In the fifteenth week Bigg Boss announced that show has been extended for four weeks and unlike previous seasons crowned its five champions on 3 January concluding season 8 finale, where spin-off Bigg Boss Halla Bol launched and merged with the regular season. The spin-off series officially launched on 4 January, with the five Halla Bol Challengers from previous seasons which includes Ajaz Khan, Sambhavna Seth, Mahek Chahal, Rahul Mahajan and Sana Khan. Sana's entrance was disclosed later as a fifth challenger by production team. Before the official announcement only Ajaz entered the house on Day 99. The new spin-off format of Champions and Challengers with ten contestants hosted by Farah Khan as contractually Salman bids adieu from the series concluding season finale.

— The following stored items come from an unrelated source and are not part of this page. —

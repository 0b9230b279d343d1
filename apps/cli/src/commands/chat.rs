//! Interactive chat mode.
//!
//! Each session gets a fresh conversation id so the planner and the answer
//! prompts see the earlier turns. When the agent asks a clarification
//! question, the next line is sent back as the answer together with the
//! attachment that triggered it.

use anyhow::Result;
use colored::Colorize;
use conduit_orchestrator::{Agent, AgentConfig, AgentRequest, Attachment, ResponseStatus};
use std::io::{self, BufRead, Write};
use std::path::PathBuf;
use tracing::debug;
use uuid::Uuid;

use super::setup;

/// What to do with one line of input.
#[derive(Debug, PartialEq, Eq)]
enum Input<'a> {
    Quit,
    Clear,
    Help,
    Empty,
    Message(&'a str),
}

fn classify(line: &str) -> Input<'_> {
    match line.trim() {
        "/quit" | "/exit" | "/q" => Input::Quit,
        "/clear" => Input::Clear,
        "/help" | "/h" => Input::Help,
        "" => Input::Empty,
        text => Input::Message(text),
    }
}

/// Builds the next request. A pending question turns the line into its answer.
fn next_request(
    text: &str,
    conversation_id: &str,
    attachment: Option<Attachment>,
    awaiting_answer: bool,
) -> AgentRequest {
    let mut request = AgentRequest::new(text).with_conversation_id(conversation_id);
    if awaiting_answer {
        request = request.with_clarification_answer(text);
    }
    if let Some(attachment) = attachment {
        request = request.with_attachment(attachment);
    }
    request
}

/// Execute the chat command.
pub async fn execute(config: &AgentConfig, file: Option<PathBuf>) -> Result<()> {
    let agent = Agent::from_config(config)?;
    let attachment = file.as_deref().map(setup::read_attachment).transpose()?;

    let stdin = io::stdin();
    chat_loop(&agent, stdin.lock(), attachment).await
}

async fn chat_loop<R: BufRead>(agent: &Agent, mut reader: R, mut attachment: Option<Attachment>) -> Result<()> {
    let conversation_id = Uuid::new_v4().to_string();
    debug!(conversation_id = %conversation_id, "Starting chat session");

    println!("{}", "conduit chat".bold().cyan());
    println!("  Conversation: {}", conversation_id.dimmed());
    if let Some(name) = attachment.as_ref().and_then(|a| a.file_name.as_deref()) {
        println!("  Attached: {}", name.cyan());
    }
    println!("  Type {} for commands, {} to exit.", "/help".cyan(), "/quit".cyan());

    let mut awaiting_answer = false;
    loop {
        print!("\n{} ", ">".green().bold());
        io::stdout().flush()?;

        let mut line = String::new();
        if reader.read_line(&mut line)? == 0 {
            break;
        }

        let text = match classify(&line) {
            Input::Quit => break,
            Input::Empty => continue,
            Input::Help => {
                println!("  /clear  forget this conversation");
                println!("  /quit   leave");
                continue;
            }
            Input::Clear => {
                agent.history().clear(&conversation_id).await?;
                awaiting_answer = false;
                println!("Conversation history cleared.");
                continue;
            }
            Input::Message(text) => text,
        };

        let request = next_request(text, &conversation_id, attachment.clone(), awaiting_answer);
        let response = agent.run(request).await;
        println!();
        setup::print_response(&response);

        awaiting_answer = response.status == ResponseStatus::NeedsClarification;
        if response.status == ResponseStatus::Success {
            attachment = None;
        }
    }

    println!("\nGoodbye!");
    Ok(())
}

#[cfg(test)]
mod tests {
    use super::*;

    #[test]
    fn test_classify_commands() {
        assert_eq!(classify("/quit\n"), Input::Quit);
        assert_eq!(classify("/q"), Input::Quit);
        assert_eq!(classify("/clear"), Input::Clear);
        assert_eq!(classify("   \n"), Input::Empty);
        assert_eq!(classify(" hello \n"), Input::Message("hello"));
    }

    #[test]
    fn test_answer_carries_attachment() {
        let attachment = Attachment::new(vec![1, 2, 3]).with_file_name("cv.pdf");

        let request = next_request("backend engineer", "c1", Some(attachment.clone()), true);

        assert_eq!(request.text.as_deref(), Some("backend engineer"));
        assert_eq!(request.clarification_answer.as_deref(), Some("backend engineer"));
        assert_eq!(request.conversation_id.as_deref(), Some("c1"));
        assert_eq!(request.attachment, Some(attachment));
    }

    #[test]
    fn test_plain_message_has_no_answer() {
        let request = next_request("hello", "c1", None, false);
        assert!(request.clarification_answer.is_none());
        assert!(request.attachment.is_none());
    }

    #[tokio::test]
    async fn test_loop_ends_on_eof() {
        let mut config = AgentConfig::default();
        config.model.provider = Some("mock".to_string());
        let agent = Agent::from_config(&config).unwrap();

        chat_loop(&agent, io::Cursor::new("hi\n/clear\n"), None).await.unwrap();
    }
}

Confirming her participation Farah said:
"I have loved watching Bigg Boss and enjoy everything about it. The Bigg Boss Halla Bol Series is unlike anything that regular viewers of the show could have ever perceived. Salman Khan has been truly entertaining as a host with his affable style and quick wit. I am looking forward to building a unique experience for the viewers through this venture and hope they enjoy every bit of it."
— Farah Khan - Hindustan Times.

===Ratings and viewership===
The ratings held a record for an all-time low with the final only managing to score a TRP of 2.82 until Bigg Boss 15 finale aired grabbing a rating of only 1.9. The official tabulators for the show being Ernst & Young allegedly had formed the final result based on a number of votes which was not only less than the previous seasons but also the evictions for the same series. An additional statement released by the firm revealed that the percentage separating the final two contenders was lower than one whole unit indicating figurative comparison to a photo finish.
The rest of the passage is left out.